Such a \lambda is then called an exposing hyperplane. One way of thinking about this definition is that \Lambda^*(x) is convex, but is strictly convex in any direction at an exposed point. Alternatively, at an exposed point y, there is a vector \lambda such that \Lambda^*\circ \pi_\lambda has a global minimum or maximum at y, where \pi_\lambda is the projection into \langle \lambda\rangle. Roughly speaking, this vector is what we will to take the Cramer transform for the lower bound at x.

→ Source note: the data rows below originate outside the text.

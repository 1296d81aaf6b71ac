//! Final score aggregation and report synthesis.

use super::evaluate::EvaluationRecord;

/// Maximum value of a single rubric criterion.
const CRITERION_MAX: f64 = 20.0;

pub(crate) const NO_ARGUMENTS: &str = "Aucun argument à évaluer.";
pub(crate) const NO_SCORE: &str = "Impossible de calculer le score.";

/// Average of all present criterion values across records, scaled to /100
/// and rounded to two decimals. `None` when no (record, criterion) pair
/// contributed.
pub fn aggregate_score(evaluations: &[EvaluationRecord]) -> Option<f64> {
    let mut total = 0.0;
    let mut count = 0u32;

    for record in evaluations {
        if let EvaluationRecord::Scored(scores) = record {
            for value in scores.criterion_values() {
                total += value;
                count += 1;
            }
        }
    }

    if count == 0 {
        return None;
    }

    let score = total / (f64::from(count) * CRITERION_MAX) * 100.0;
    Some((score * 100.0).round() / 100.0)
}

/// Synthesize the end-of-debate report for a session's evaluations.
///
/// The strengths/weaknesses/advice sections are fixed template text; only
/// the global score is derived from the evaluations.
pub(crate) fn final_report(evaluations: &[EvaluationRecord]) -> String {
    if evaluations.is_empty() {
        return NO_ARGUMENTS.to_string();
    }

    let Some(score) = aggregate_score(evaluations) else {
        return NO_SCORE.to_string();
    };

    format!(
        "🎯 **Score final du débat : {score:.2}/100**\n\
         \n\
         ✅ **Points forts**\n\
         - Analyse basée sur les arguments fournis\n\
         \n\
         ❌ **Points à améliorer**\n\
         - Cohérence\n\
         - Structure\n\
         - Preuves\n\
         \n\
         📘 **Conseils**\n\
         - Utilise des exemples concrets\n\
         - Structure tes arguments (idée → justification → preuve)\n\
         - Améliore la clarté et la logique interne\n"
    )
}

#[cfg(test)]
mod tests {
    use super::super::evaluate::ArgumentScores;
    use super::*;

    fn all_tens() -> EvaluationRecord {
        EvaluationRecord::Scored(ArgumentScores {
            idee_principale: Some("idée".into()),
            logique: Some(10.0),
            preuves: Some(10.0),
            force_argumentative: Some(10.0),
            structure: Some(10.0),
            clarte_style: Some(10.0),
        })
    }

    #[test]
    fn no_evaluations_reports_nothing_to_evaluate() {
        assert_eq!(final_report(&[]), NO_ARGUMENTS);
    }

    #[test]
    fn raw_only_evaluations_cannot_be_scored() {
        let records = vec![EvaluationRecord::Raw("texte libre".into())];
        assert_eq!(aggregate_score(&records), None);
        assert_eq!(final_report(&records), NO_SCORE);
    }

    #[test]
    fn two_all_ten_records_average_to_fifty() {
        let records = vec![all_tens(), all_tens()];
        assert_eq!(aggregate_score(&records), Some(50.0));
        assert!(final_report(&records).contains("50.00/100"));
    }

    #[test]
    fn raw_records_are_excluded_from_the_average() {
        let records = vec![all_tens(), EvaluationRecord::Raw("pas de JSON".into())];
        assert_eq!(aggregate_score(&records), Some(50.0));
    }

    #[test]
    fn missing_criteria_do_not_dilute_the_average() {
        let records = vec![EvaluationRecord::Scored(ArgumentScores {
            logique: Some(20.0),
            preuves: Some(10.0),
            ..ArgumentScores::default()
        })];
        // 30 points over 2 contributing criteria of 20 each
        assert_eq!(aggregate_score(&records), Some(75.0));
    }

    #[test]
    fn score_rounds_to_two_decimals() {
        let records = vec![EvaluationRecord::Scored(ArgumentScores {
            logique: Some(10.0),
            preuves: Some(10.0),
            force_argumentative: Some(10.0),
            ..ArgumentScores::default()
        })];
        // 30 / 60 = 50%, exact; now a case with a repeating fraction:
        let uneven = vec![EvaluationRecord::Scored(ArgumentScores {
            logique: Some(10.0),
            preuves: Some(10.0),
            structure: Some(5.0),
            ..ArgumentScores::default()
        })];
        assert_eq!(aggregate_score(&records), Some(50.0));
        // 25 / 60 * 100 = 41.666... → 41.67
        assert_eq!(aggregate_score(&uneven), Some(41.67));
    }
}
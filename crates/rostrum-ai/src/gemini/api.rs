//! TextGenerator trait implementation for GeminiClient.

use async_trait::async_trait;
use tracing::debug;

use crate::{AiError, TextGenerator};

use super::client::GeminiClient;

#[async_trait]
impl TextGenerator for GeminiClient {
    async fn generate(&self, prompt: &str) -> Result<String, AiError> {
        let body = self.build_request_body(prompt);
        let url = self.api_url();

        debug!(model = %self.config.model, "Gemini API request");

        let response = self
            .http
            .post(&url)
            .header("content-type", "application/json")
            .header("x-goog-api-key", &self.config.api_key)
            .json(&body)
            .send()
            .await
            .map_err(|e| AiError::NetworkError(e.to_string()))?;

        let status = response.status();
        if status == reqwest::StatusCode::TOO_MANY_REQUESTS {
            return Err(AiError::RateLimited);
        }
        if !status.is_success() {
            let text = response.text().await.unwrap_or_default();
            return Err(AiError::ApiError(format!("HTTP {status}: {text}")));
        }

        let json: serde_json::Value = response
            .json()
            .await
            .map_err(|e| AiError::ParseError(e.to_string()))?;

        self.parse_response(json)
    }
}
//! Default TOML config template with inline documentation comments.

/// Generate the default TOML config content with comments.
pub(crate) fn default_config_toml() -> String {
    r##"# Rostrum configuration
# Only override what you want to change -- missing fields use defaults.

[ai]
# api_key = ""                 # falls back to the GEMINI_API_KEY env var
# model = "gemini-2.5-flash"
# max_tokens = 4096
# temperature = 0.7            # 0.0-2.0

[logging]
# level = "rostrum=info"       # tracing directive, e.g. "rostrum=debug"
"##
    .to_string()
}
use std::sync::Arc;

use chrono::{DateTime, Utc};
use tokio::sync::RwLock;
use tracing::debug;

use super::{CachedData, CalendarCache};
use crate::calendar::{MergedCalendar, MonthCalendar, MonthKey};
use crate::utils::format_age;

/// Result of applying one pass to the store.
#[derive(Debug, Clone)]
pub struct RefreshOutcome {
    /// Months added by this pass.
    pub inserted: Vec<MonthKey>,
    /// Months cached after this pass.
    pub cached_months: usize,
    /// The recomputed artifact, `None` when the pass produced nothing.
    pub merged: Option<Arc<MergedCalendar>>,
}

/// Snapshot for health reporting.
#[derive(Debug, Clone, PartialEq, Eq)]
pub struct StoreStatus {
    pub months_cached: usize,
    pub last_updated: Option<DateTime<Utc>>,
}

impl StoreStatus {
    /// Age of the served artifact, or `"never"` before the first pass.
    pub fn age_display(&self) -> String {
        self.last_updated
            .map(|at| format_age(Utc::now() - at))
            .unwrap_or_else(|| "never".to_string())
    }
}

#[derive(Debug, Default)]
struct StoreState {
    cache: CalendarCache,
    merged: Option<CachedData<Arc<MergedCalendar>>>,
}

/// Process-wide calendar state.
///
/// Constructed once at startup and cloned into the fetch pipeline and the
/// HTTP handlers; all clones share the same cache.
#[derive(Debug, Clone, Default)]
pub struct CalendarStore {
    state: Arc<RwLock<StoreState>>,
}

impl CalendarStore {
    pub fn new() -> Self {
        Self::default()
    }

    /// Apply one pass's calendars under a single write lock.
    ///
    /// An empty pass leaves both the cache and the served artifact unchanged.
    pub async fn apply(&self, calendars: Vec<MonthCalendar>) -> RefreshOutcome {
        if calendars.is_empty() {
            let state = self.state.read().await;
            return RefreshOutcome {
                inserted: Vec::new(),
                cached_months: state.cache.len(),
                merged: None,
            };
        }

        let mut state = self.state.write().await;
        let inserted = state.cache.refresh(calendars);
        let merged = Arc::new(state.cache.merged());
        state.merged = Some(CachedData::new(Arc::clone(&merged)));

        debug!(
            inserted = inserted.len(),
            cached = state.cache.len(),
            "Calendar store updated"
        );

        RefreshOutcome {
            inserted,
            cached_months: state.cache.len(),
            merged: Some(merged),
        }
    }

    /// Serve an artifact left by an earlier run until the first pass lands.
    ///
    /// Ignored once a pass has published; the month cache is not touched, so
    /// the next non-empty pass replaces the artifact entirely. Returns whether
    /// the artifact was installed.
    pub async fn seed(&self, merged: MergedCalendar, written_at: DateTime<Utc>) -> bool {
        let mut state = self.state.write().await;
        if state.merged.is_some() {
            return false;
        }
        state.merged = Some(CachedData {
            data: Arc::new(merged),
            cached_at: written_at,
        });
        true
    }

    /// The artifact currently served, if any pass has produced one.
    pub async fn merged(&self) -> Option<Arc<MergedCalendar>> {
        self.state
            .read()
            .await
            .merged
            .as_ref()
            .map(|cached| Arc::clone(&cached.data))
    }

    pub async fn status(&self) -> StoreStatus {
        let state = self.state.read().await;
        StoreStatus {
            months_cached: state.cache.len(),
            last_updated: state.merged.as_ref().map(|cached| cached.cached_at),
        }
    }

    pub async fn cached_months(&self) -> Vec<MonthKey> {
        self.state.read().await.cache.months()
    }
}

Recall that the Cramer transform is an exponential reweighting of the probability density, which makes a previously unlikely event into a normal one. We may now state the theorem.

Gartner-Ellis Theorem

With the assumptions above:

  1. \limsup_{n\rightarrow\infty}\frac{1}{n}\log \mu_n(F)\leq -\inf_{x\in F}\Lambda^*(x), \forall F\subset\mathbb{R}^d closed.
  2. \liminf_{n\rightarrow\infty}\frac{1}{n}\log \mu_n(G)\geq -\inf_{x\in G\cap E}\Lambda^*(x), \forall G\subset\mathbb{R}^d open, where E is the set of exposed points of \Lambda^* whose exposing hyperplane is in \text{int}(\mathcal{D}_\Lambda).
  3. If \Lambda is also lower semi-continuous, and is differentiable on \text{int}(\mathcal{D}_\Lambda) (which is non-empty by the previous assumption), and is steep, that is, for any \lambda\in\partial\mathcal{D}_\Lambda, \lim_{\nu\rightarrow\lambda}|\nabla \Lambda(\nu)|=\infty, then we may replace G\cap E by G in the second statement. Then (\mu_n) satisfies the LDP on \mathbb{R}^d with rate n and rate function \Lambda^*.

Where do all the terms come from?

As ever, because everything is on an exponential scale, the infimum in the statements affirms the intuitive notion that in the limit, “an unlikely event will happen in the most likely of the possible (unlikely) ways”. The reason why the first statement does not hold for open sets in general is that the infimum may not be attained for open sets. For the proof, we need an exposing hyperplane at x so we can find an exponential tilt (or Cramer transform) that makes x the standard outcome. Crucially, in order to apply probabilistic ideas to the resulting distribution, everything must be normalisable. So we need an exposing hyperplane so as to isolate the point x on an exponential scale in the transform. And the exposing hyperplane must be in \mathcal{D}_\Lambda if we are to have a chance of getting any useful information out of the transform. By convexity, this is equivalent to the exposing hyperplane being in \text{int}(\mathcal{D}_\Lambda).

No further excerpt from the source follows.